I followed a Twitter link to Mashable’s story entitled Kelly Clarkson’s Album Sales Down After Ron Paul Twitter Endorsement, intrigued by the headline. I knew they had reported last week that Clarkson’s sales were up following her endorsement of libertarian Ron Paul as a candidate for the Republican presidential nomination, although even then they focused on the “flap” rather than either the endorsement or the rise in sales. (The “flap” was about some followers who reacted badly to her endorsement. Other stories elsewhere reported a surge of over 400% in a single day, and quoted a number of tweets to her explicitly saying they had bought the album because of her endorsement. None of this was mentioned in either Mashable story.)

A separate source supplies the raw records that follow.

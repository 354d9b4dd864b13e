//! Subscription operations for the ScrapeEventBus

use tokio::sync::broadcast;

use crate::crawl_events::streaming::FilteredReceiver;
use crate::crawl_events::types::ScrapeEvent;

use super::core::ScrapeEventBus;

impl ScrapeEventBus {
    /// Subscribe to every event published from now on
    #[must_use]
    pub fn subscribe(&self) -> broadcast::Receiver<ScrapeEvent> {
        self.sender.subscribe()
    }

    #[must_use]
    pub fn subscriber_count(&self) -> usize {
        let count = self.sender.receiver_count();
        if self.config.enable_metrics {
            self.metrics.update_subscriber_count(count);
        }
        count
    }

    #[must_use]
    pub fn has_subscribers(&self) -> bool {
        self.subscriber_count() > 0
    }

    /// Create a subscriber that only receives events passing `filter`
    ///
    /// ```rust,ignore
    /// let mut completions = bus.subscribe_filtered(|e| e.kind() == "url-complete");
    /// ```
    pub fn subscribe_filtered<F>(&self, filter: F) -> FilteredReceiver<F>
    where
        F: Fn(&ScrapeEvent) -> bool + Send + Sync + 'static,
    {
        FilteredReceiver::new(self.subscribe(), filter)
    }
}
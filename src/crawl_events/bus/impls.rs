//! Standard trait implementations for ScrapeEventBus

use std::sync::atomic::Ordering;

use crate::crawl_events::config::EventBusConfig;

use super::core::ScrapeEventBus;

impl Default for ScrapeEventBus {
    fn default() -> Self {
        Self::with_config(EventBusConfig::default())
    }
}

impl Clone for ScrapeEventBus {
    fn clone(&self) -> Self {
        self.num_instances.fetch_add(1, Ordering::Relaxed);
        Self {
            sender: self.sender.clone(),
            config: self.config.clone(),
            metrics: self.metrics.clone(),
            shutdown: self.shutdown.clone(),
            shutdown_flag: self.shutdown_flag.clone(),
            send_lock: self.send_lock.clone(),
            num_instances: self.num_instances.clone(),
        }
    }
}

impl Drop for ScrapeEventBus {
    fn drop(&mut self) {
        // fetch_sub returns the value BEFORE decrementing
        if 1 == self.num_instances.fetch_sub(1, Ordering::AcqRel) {
            self.shutdown_flag.store(true, Ordering::SeqCst);
            self.shutdown.notify_waiters();
            log::trace!("Event bus dropped (last instance), shutdown signal sent");
        }
    }
}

So when they reported this week that her album sales had dropped, it left the impression there had been a backlash, especially if you only read the headline and the first paragraph.
Later in the story, writer Samantha Murphy notes that the drop still left Clarkson shooting from number 39 on the album charts to number 17, explaining that “other albums experienced a greater decline in sales as shoppers cut back on spending the week after Christmas. The overall album market dropped 49% that week.”
Hmmmm. But doesn’t that mean that, compared to most other albums, Clarkson’s was actually stronger? Wouldn’t it have been more accurate to report “Clarkson’s sales remain strong following Paul endorsement?”
Of course, even that could reflect bias, since it was also the case that Clarkson’s album was a featured iTunes download during that same time. It’s quite possible the sales figures had absolutely nothing to do with the endorsement one way or the other. But you’d never know that from the headline and first paragraph, or even from the way the chart rise was reported.
Note: I’m not trying to build a case of support for Ron Paul or Kelly Clarkson. I’ve noted that Republicans and libertarians tend to emphasize the sales bump and the subsequent strong showing in the charts, while Democrats tend to focus on the drop in sales and the iTunes placement. Selection of facts isn’t lying, but it certainly does lead to bias.
This is even harder to catch in the realm of speaking. Readers have more of an opportunity to check written material, go over it again to separate their initial reactions from a more measured response later, and notice bias. Listeners tend not to remember details later, only retaining the impression created by the details. It’s a rare audience member who can separate what he or she heard from what he or she thought. In my mind, therefore, a speaker has an even greater ethical need to choose carefully.